The OSG Operations team is responsible for deploying, configuring, and running the OSG-owned services that contribute to the overall OSG fabric of services. These central services include the OSG software repositories, infrastructure for staging and caching data for access across OSG, the accounting database containing all OSG usage, the open science pool, the gWMS metaschedulung system, compute access points to support individual scientists across all domains of open science, user and systems administrator facing web pages, among others.
OSG-LHC makes a modest contribution to this overall operations team, focused on the LHC needs. It operates the accounting and monitoring system, GRACC, and the CVMFS infrastructure used to create a uniform runtime environment across the heterogenous compute infrastructure.
We note that all the OSG Operations services, including the contributions from OSG-LHC, are used by the wider community of all of open science that benefits from OSG. The operations project of OSG-LHC is thus a direct benefit to the US LHC Operations programs and the wider open science community.
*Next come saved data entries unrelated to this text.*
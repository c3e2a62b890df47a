use chrono::{DateTime, FixedOffset, NaiveDate, NaiveDateTime, Offset, Utc};
use std::time::Duration;

/// Runtime knobs the queue services need from the application config
#[derive(Debug, Clone)]
pub struct QueueSettings {
    /// Upper bound for any single storage call or ledger lock wait
    pub operation_timeout: Duration,
    /// How many times admission retries after a storage uniqueness conflict
    pub conflict_retries: u32,
    /// Offset used to decide the business day and peak-hour bucket
    pub utc_offset: FixedOffset,
    pub enforce_operating_hours: bool,
}

impl Default for QueueSettings {
    fn default() -> Self {
        Self {
            operation_timeout: Duration::from_millis(5000),
            conflict_retries: 3,
            utc_offset: Utc.fix(),
            enforce_operating_hours: false,
        }
    }
}

impl QueueSettings {
    pub fn business_day(&self, at: DateTime<Utc>) -> NaiveDate {
        at.with_timezone(&self.utc_offset).date_naive()
    }

    pub fn local_time(&self, at: DateTime<Utc>) -> NaiveDateTime {
        at.with_timezone(&self.utc_offset).naive_local()
    }
}
//! Test utilities for the CSV backend
//!
//! `TestEnvironment` owns a temporary data directory that is removed when it
//! goes out of scope, even if the test panics.
use anyhow::Result;
use std::path::{Path, PathBuf};
use tempfile::TempDir;

use super::connection::CsvConnection;

pub struct TestEnvironment {
    /// Kept alive so the directory survives until drop
    _temp_dir: TempDir,
    pub connection: CsvConnection,
    pub base_path: PathBuf,
}

impl TestEnvironment {
    pub async fn new() -> Result<Self> {
        let temp_dir = TempDir::with_prefix("queue_csv_")?;
        let base_path = temp_dir.path().to_path_buf();
        let connection = CsvConnection::new(&base_path)?;

        Ok(TestEnvironment {
            _temp_dir: temp_dir,
            connection,
            base_path,
        })
    }

    pub fn base_directory(&self) -> &Path {
        &self.base_path
    }
}

impl Drop for TestEnvironment {
    fn drop(&mut self) {
        if std::env::var("QUEUE_DEBUG_TESTS").is_ok() {
            println!("Cleaning up test environment: {:?}", self.base_path);
        }
    }
}

#[cfg(test)]
mod tests {
    use super::*;

    #[tokio::test]
    async fn test_environment_cleanup() -> Result<()> {
        let base_path;

        {
            let env = TestEnvironment::new().await?;
            base_path = env.base_directory().to_path_buf();
            assert!(base_path.exists());

            std::fs::write(base_path.join("directory.yaml"), "outlets: []")?;
        }

        assert!(!base_path.exists());
        Ok(())
    }
}
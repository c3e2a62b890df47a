//! # Backend Module
//!
//! Contains all non-binary logic for the queue service.
//!
//! ## Architecture
//!
//! The backend follows a layered architecture:
//! ```text
//! IO Layer (REST API, directory file)
//!     ↓
//! Domain Layer (admission, transitions, queries)
//!     ↓
//! Storage Layer (SQLite or CSV files)
//! ```
//!
//! Services are generic over the storage `Connection`, so the same wiring
//! serves both backends; the binary picks one at startup.

pub mod domain;
pub mod io;
pub mod storage;

use axum::{
    http::{HeaderValue, Method},
    Router,
};
use log::{info, warn};
use std::sync::Arc;
use tower_http::cors::{Any, CorsLayer};
use tower_http::trace::TraceLayer;

use crate::backend::domain::ledger::QueueLedger;
use crate::backend::domain::{
    AdmissionService, Clock, OutletService, QueueQueryService, QueueSettings, SystemClock,
    TransitionService,
};
use crate::backend::storage::Connection;

/// Main application state that holds all services
#[derive(Clone)]
pub struct AppState<C: Connection> {
    pub outlet_service: OutletService<C>,
    pub admission_service: AdmissionService<C>,
    pub transition_service: TransitionService<C>,
    pub query_service: QueueQueryService<C>,
    pub clock: Arc<dyn Clock>,
    pub storage_backend: &'static str,
}

impl<C: Connection> AppState<C> {
    /// Wire every service over one connection. All services share one
    /// ledger, so they share its per-day locks.
    pub fn with_clock(connection: &C, settings: QueueSettings, clock: Arc<dyn Clock>) -> Self {
        let ledger = QueueLedger::new(connection, clock.clone(), settings.clone());
        let outlet_service = OutletService::new(connection, &settings);

        Self {
            admission_service: AdmissionService::new(ledger.clone(), outlet_service.clone()),
            transition_service: TransitionService::new(ledger.clone(), outlet_service.clone()),
            query_service: QueueQueryService::new(ledger, outlet_service.clone()),
            outlet_service,
            clock,
            storage_backend: connection.backend_name(),
        }
    }
}

/// Initialize the backend with all required services
pub fn initialize_backend<C: Connection>(connection: &C, settings: QueueSettings) -> AppState<C> {
    info!(
        "Setting up queue services on {} storage (timeout {:?}, {} conflict retries, offset {})",
        connection.backend_name(),
        settings.operation_timeout,
        settings.conflict_retries,
        settings.utc_offset
    );
    AppState::with_clock(connection, settings, Arc::new(SystemClock))
}

/// Create the Axum router with all routes configured
pub fn create_router<C: Connection>(app_state: AppState<C>, cors_origin: Option<&str>) -> Router {
    let cors = CorsLayer::new()
        .allow_methods([Method::GET, Method::POST, Method::PUT, Method::DELETE])
        .allow_headers(Any);
    let cors = match cors_origin.map(|origin| origin.parse::<HeaderValue>()) {
        Some(Ok(origin)) => cors.allow_origin(origin),
        Some(Err(_)) => {
            warn!("Ignoring invalid CORS origin; allowing any origin");
            cors.allow_origin(Any)
        }
        None => cors.allow_origin(Any),
    };

    Router::new()
        .nest("/api", io::rest::api_router())
        .layer(TraceLayer::new_for_http())
        .layer(cors)
        .with_state(app_state)
}
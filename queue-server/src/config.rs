//! Server configuration, read from `QUEUE_*` environment variables (and a
//! `.env` file when present).

use anyhow::{anyhow, bail, Context, Result};
use chrono::FixedOffset;
use std::net::SocketAddr;
use std::path::PathBuf;
use std::time::Duration;

use crate::backend::domain::QueueSettings;

#[derive(Debug, Clone, Copy, PartialEq, Eq)]
pub enum StorageKind {
    Sqlite,
    Csv,
}

impl std::str::FromStr for StorageKind {
    type Err = anyhow::Error;

    fn from_str(value: &str) -> Result<Self> {
        match value.trim().to_lowercase().as_str() {
            "sqlite" => Ok(StorageKind::Sqlite),
            "csv" => Ok(StorageKind::Csv),
            other => Err(anyhow!("Unknown storage backend '{}', expected sqlite or csv", other)),
        }
    }
}

#[derive(Debug, Clone)]
pub struct AppConfig {
    pub bind_addr: SocketAddr,
    pub storage: StorageKind,
    /// Root for the CSV backend and the default database location
    pub data_dir: PathBuf,
    pub database_url: String,
    /// YAML outlet directory imported at startup, if it exists
    pub outlets_file: PathBuf,
    pub operation_timeout: Duration,
    pub conflict_retries: u32,
    pub utc_offset: FixedOffset,
    pub enforce_operating_hours: bool,
    pub cors_origin: Option<String>,
}

impl AppConfig {
    /// Load configuration from the process environment
    pub fn from_env() -> Result<Self> {
        if let Ok(path) = dotenv::dotenv() {
            log::info!("Loaded environment from {}", path.display());
        }
        Self::from_lookup(|name| std::env::var(name).ok())
    }

    /// Build configuration from any variable source; unset and empty
    /// variables fall back to defaults
    pub fn from_lookup(lookup: impl Fn(&str) -> Option<String>) -> Result<Self> {
        let var = |name: &str| lookup(name).map(|v| v.trim().to_string()).filter(|v| !v.is_empty());

        let data_dir = match var("QUEUE_DATA_DIR") {
            Some(dir) => PathBuf::from(dir),
            None => dirs::data_local_dir()
                .unwrap_or_else(|| PathBuf::from("."))
                .join("queue-server"),
        };
        let database_url = var("QUEUE_DATABASE_URL")
            .unwrap_or_else(|| format!("sqlite:{}", data_dir.join("queue.db").display()));

        Ok(Self {
            bind_addr: var("QUEUE_BIND_ADDR")
                .unwrap_or_else(|| "127.0.0.1:5000".into())
                .parse()
                .context("QUEUE_BIND_ADDR must be host:port")?,
            storage: match var("QUEUE_STORAGE") {
                Some(value) => value.parse()?,
                None => StorageKind::Sqlite,
            },
            database_url,
            outlets_file: var("QUEUE_OUTLETS_FILE")
                .map(PathBuf::from)
                .unwrap_or_else(|| PathBuf::from("config/outlets.yaml")),
            operation_timeout: Duration::from_millis(match var("QUEUE_OPERATION_TIMEOUT_MS") {
                Some(ms) => ms.parse().context("QUEUE_OPERATION_TIMEOUT_MS must be a number")?,
                None => 5000,
            }),
            conflict_retries: match var("QUEUE_CONFLICT_RETRIES") {
                Some(n) => n.parse().context("QUEUE_CONFLICT_RETRIES must be a number")?,
                None => 3,
            },
            utc_offset: match var("QUEUE_UTC_OFFSET") {
                Some(offset) => parse_utc_offset(&offset)?,
                None => FixedOffset::east_opt(0).ok_or_else(|| anyhow!("zero offset"))?,
            },
            enforce_operating_hours: match var("QUEUE_ENFORCE_OPERATING_HOURS") {
                Some(flag) => parse_bool(&flag)?,
                None => false,
            },
            cors_origin: var("QUEUE_CORS_ORIGIN"),
            data_dir,
        })
    }

    pub fn settings(&self) -> QueueSettings {
        QueueSettings {
            operation_timeout: self.operation_timeout,
            conflict_retries: self.conflict_retries,
            utc_offset: self.utc_offset,
            enforce_operating_hours: self.enforce_operating_hours,
        }
    }
}

/// Parses `+HH:MM`, `-HH:MM` or `Z`
fn parse_utc_offset(value: &str) -> Result<FixedOffset> {
    if value.eq_ignore_ascii_case("z") {
        return FixedOffset::east_opt(0).ok_or_else(|| anyhow!("zero offset"));
    }

    let (sign, rest) = if let Some(rest) = value.strip_prefix('+') {
        (1, rest)
    } else if let Some(rest) = value.strip_prefix('-') {
        (-1, rest)
    } else {
        bail!("QUEUE_UTC_OFFSET '{}' must look like +05:30", value);
    };
    let (hours, minutes) = rest
        .split_once(':')
        .ok_or_else(|| anyhow!("QUEUE_UTC_OFFSET '{}' must look like +05:30", value))?;
    let hours: i32 = hours.parse().context("Bad offset hours")?;
    let minutes: i32 = minutes.parse().context("Bad offset minutes")?;
    if !(0..60).contains(&minutes) {
        bail!("Offset minutes out of range in '{}'", value);
    }

    FixedOffset::east_opt(sign * (hours * 3600 + minutes * 60))
        .ok_or_else(|| anyhow!("QUEUE_UTC_OFFSET '{}' is out of range", value))
}

fn parse_bool(value: &str) -> Result<bool> {
    match value.to_lowercase().as_str() {
        "1" | "true" | "yes" | "on" => Ok(true),
        "0" | "false" | "no" | "off" => Ok(false),
        other => bail!("Expected a boolean, got '{}'", other),
    }
}

#[cfg(test)]
mod tests {
    use super::*;
    use std::collections::HashMap;

    fn config(vars: &[(&str, &str)]) -> Result<AppConfig> {
        let vars: HashMap<String, String> = vars
            .iter()
            .map(|(k, v)| (k.to_string(), v.to_string()))
            .collect();
        AppConfig::from_lookup(|name| vars.get(name).cloned())
    }

    #[test]
    fn test_defaults() {
        let config = config(&[("QUEUE_DATA_DIR", "/var/lib/queue")]).unwrap();
        assert_eq!(config.bind_addr.to_string(), "127.0.0.1:5000");
        assert_eq!(config.storage, StorageKind::Sqlite);
        assert_eq!(config.database_url, "sqlite:/var/lib/queue/queue.db");
        assert_eq!(config.operation_timeout, Duration::from_millis(5000));
        assert_eq!(config.conflict_retries, 3);
        assert_eq!(config.utc_offset.local_minus_utc(), 0);
        assert!(!config.enforce_operating_hours);
        assert_eq!(config.cors_origin, None);
    }

    #[test]
    fn test_overrides() {
        let config = config(&[
            ("QUEUE_STORAGE", "CSV"),
            ("QUEUE_UTC_OFFSET", "+05:30"),
            ("QUEUE_OPERATION_TIMEOUT_MS", "250"),
            ("QUEUE_CONFLICT_RETRIES", "0"),
            ("QUEUE_ENFORCE_OPERATING_HOURS", "true"),
            ("QUEUE_CORS_ORIGIN", "http://localhost:8080"),
        ])
        .unwrap();

        assert_eq!(config.storage, StorageKind::Csv);
        assert_eq!(config.utc_offset.local_minus_utc(), 5 * 3600 + 1800);

        let settings = config.settings();
        assert_eq!(settings.operation_timeout, Duration::from_millis(250));
        assert_eq!(settings.conflict_retries, 0);
        assert!(settings.enforce_operating_hours);
        assert_eq!(config.cors_origin.as_deref(), Some("http://localhost:8080"));
    }

    #[test]
    fn test_empty_values_fall_back_to_defaults() {
        let config = config(&[("QUEUE_STORAGE", " "), ("QUEUE_CONFLICT_RETRIES", "")]).unwrap();
        assert_eq!(config.storage, StorageKind::Sqlite);
        assert_eq!(config.conflict_retries, 3);
    }

    #[test]
    fn test_invalid_values_are_rejected() {
        assert!(config(&[("QUEUE_STORAGE", "postgres")]).is_err());
        assert!(config(&[("QUEUE_UTC_OFFSET", "05:30")]).is_err());
        assert!(config(&[("QUEUE_UTC_OFFSET", "+05:75")]).is_err());
        assert!(config(&[("QUEUE_OPERATION_TIMEOUT_MS", "soon")]).is_err());
        assert!(config(&[("QUEUE_ENFORCE_OPERATING_HOURS", "maybe")]).is_err());
        assert!(config(&[("QUEUE_BIND_ADDR", "localhost")]).is_err());
    }

    #[test]
    fn test_negative_offset() {
        assert_eq!(parse_utc_offset("-03:00").unwrap().local_minus_utc(), -3 * 3600);
        assert_eq!(parse_utc_offset("Z").unwrap().local_minus_utc(), 0);
    }
}
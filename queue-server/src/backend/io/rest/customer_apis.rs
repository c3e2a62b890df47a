//! # REST API for Customer Entries
//!
//! Registration, status transitions, lookups by id and feedback.

use axum::{
    extract::{Path, State},
    http::StatusCode,
    response::Json,
    routing::{get, post, put},
    Router,
};
use log::info;
use shared::{
    QueueEntry, RegisterCustomerRequest, RegisterCustomerResponse, SubmitFeedbackRequest,
    SubmitFeedbackResponse, UpdateStatusRequest, UpdateStatusResponse,
};

use crate::backend::io::rest::errors::ApiResult;
use crate::backend::io::rest::mappers::customer_mapper::CustomerMapper;
use crate::backend::storage::Connection;
use crate::backend::AppState;

/// Create a router for customer related APIs
pub fn router<C: Connection>() -> Router<AppState<C>> {
    Router::new()
        .route("/customers/register", post(register_customer::<C>))
        .route("/customers/:customer_id", get(get_customer::<C>))
        .route("/customers/:customer_id/status", put(update_status::<C>))
        .route("/customers/:customer_id/feedback", post(submit_feedback::<C>))
}

/// Admit a customer to an outlet's queue for today
pub async fn register_customer<C: Connection>(
    State(state): State<AppState<C>>,
    Json(request): Json<RegisterCustomerRequest>,
) -> ApiResult<(StatusCode, Json<RegisterCustomerResponse>)> {
    info!(
        "POST /api/customers/register - outlet: {}, service: {}",
        request.outlet_id, request.service_type
    );

    let command = CustomerMapper::to_register_command(request);
    let customer = state.admission_service.register(command).await?;
    Ok((
        StatusCode::CREATED,
        Json(CustomerMapper::to_register_response(customer)),
    ))
}

pub async fn get_customer<C: Connection>(
    State(state): State<AppState<C>>,
    Path(customer_id): Path<String>,
) -> ApiResult<Json<QueueEntry>> {
    info!("GET /api/customers/{}", customer_id);
    let customer = state.query_service.get_entry(&customer_id).await?;
    Ok(Json(CustomerMapper::to_dto(customer)))
}

/// Move an entry through the service state machine
pub async fn update_status<C: Connection>(
    State(state): State<AppState<C>>,
    Path(customer_id): Path<String>,
    Json(request): Json<UpdateStatusRequest>,
) -> ApiResult<Json<UpdateStatusResponse>> {
    info!("PUT /api/customers/{}/status - target: {}", customer_id, request.status);

    let command = CustomerMapper::to_transition_command(customer_id, request);
    let customer = state.transition_service.transition(command).await?;
    Ok(Json(CustomerMapper::to_update_status_response(customer)))
}

pub async fn submit_feedback<C: Connection>(
    State(state): State<AppState<C>>,
    Path(customer_id): Path<String>,
    Json(request): Json<SubmitFeedbackRequest>,
) -> ApiResult<Json<SubmitFeedbackResponse>> {
    info!("POST /api/customers/{}/feedback - rating: {}", customer_id, request.rating);

    let command = CustomerMapper::to_feedback_command(customer_id, request);
    let customer = state.transition_service.submit_feedback(command).await?;
    Ok(Json(CustomerMapper::to_feedback_response(customer)))
}
//! Outlet directory file.
//!
//! Outlets and the service-type catalog are maintained outside the service
//! and loaded from a YAML file at startup:
//!
//! ```yaml
//! service_types:
//!   - id: bill-payments
//!     name: Bill Payments
//!     ...
//! outlets:
//!   - id: colombo-01
//!     operating_hours: { open: "08:30", close: "16:30", days: [monday, ...] }
//!     ...
//! ```

use anyhow::{Context, Result};
use log::info;
use serde::{Deserialize, Serialize};
use std::path::Path;

use crate::backend::domain::models::outlet::{Outlet, ServiceType};
use crate::backend::io::rest::mappers::outlet_mapper::OutletMapper;

#[derive(Debug, Clone, Default, Serialize, Deserialize)]
pub struct DirectoryFile {
    #[serde(default)]
    pub service_types: Vec<shared::ServiceType>,
    #[serde(default)]
    pub outlets: Vec<shared::Outlet>,
}

impl DirectoryFile {
    pub fn read(path: &Path) -> Result<Self> {
        let contents = std::fs::read_to_string(path)
            .with_context(|| format!("Failed to read outlet directory {}", path.display()))?;
        Self::parse(&contents).with_context(|| format!("Invalid outlet directory {}", path.display()))
    }

    pub fn parse(contents: &str) -> Result<Self> {
        let file: DirectoryFile = serde_yaml::from_str(contents)?;
        info!(
            "Parsed outlet directory: {} outlets, {} service types",
            file.outlets.len(),
            file.service_types.len()
        );
        Ok(file)
    }

    /// Validate every record and convert to domain models. One bad record
    /// rejects the whole file.
    pub fn into_domain(self) -> Result<(Vec<Outlet>, Vec<ServiceType>)> {
        let service_types = self
            .service_types
            .into_iter()
            .map(OutletMapper::service_type_to_domain)
            .collect::<Result<Vec<_>>>()?;
        let outlets = self
            .outlets
            .into_iter()
            .map(OutletMapper::to_domain)
            .collect::<Result<Vec<_>>>()?;
        Ok((outlets, service_types))
    }
}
GRACC is the OSG accounting system that tracks usage for all projects that use OSG software or services. Within OSG-LHC in particular, and IRIS-HEP more generally, it provides the following functionality:
Accounting of US LHC Commitments to WLCG: The US LHC Operations programs make annual pledges of compute and storage resources to the WLCG. The actually provided resurces are tracked by WLCG, and released in a monthly report by WLCG to the collaborations and funding agencies worldwide. OSG-LHC is responsible for delivering accurate accounting records for the US LHC Operations program resources, including potential HPC allocations, and other resources to WLCG. This includes the entire chain form the sites to WLCG. OSG-LHC provides the software, documentation, and training for site administrators so the latter can deploy the appropriate software to collect accounting records at their site. OSG-LHC works with US LHC Operations program management and WLCG to resolve any potential problems in the accounting. This is an essential service for the US LHC Operations programs to fullfill their MoU commitments to WLCG.
Accounting/Monitoring Infrastructure for Network Performance: The OSG Network Monitoring project depends on this accounting infrastructure to provide the collection, and maintenance of network performance records. The architecture of the accounting system includes a commercially operated RabbitMQ message bus as central point where all accounting records transit through. This bus has multiple information consumers, including services at CERN to retrieve network performance records for all of WLCG. OSG-LHC thus provides network performance data to CERN as a service.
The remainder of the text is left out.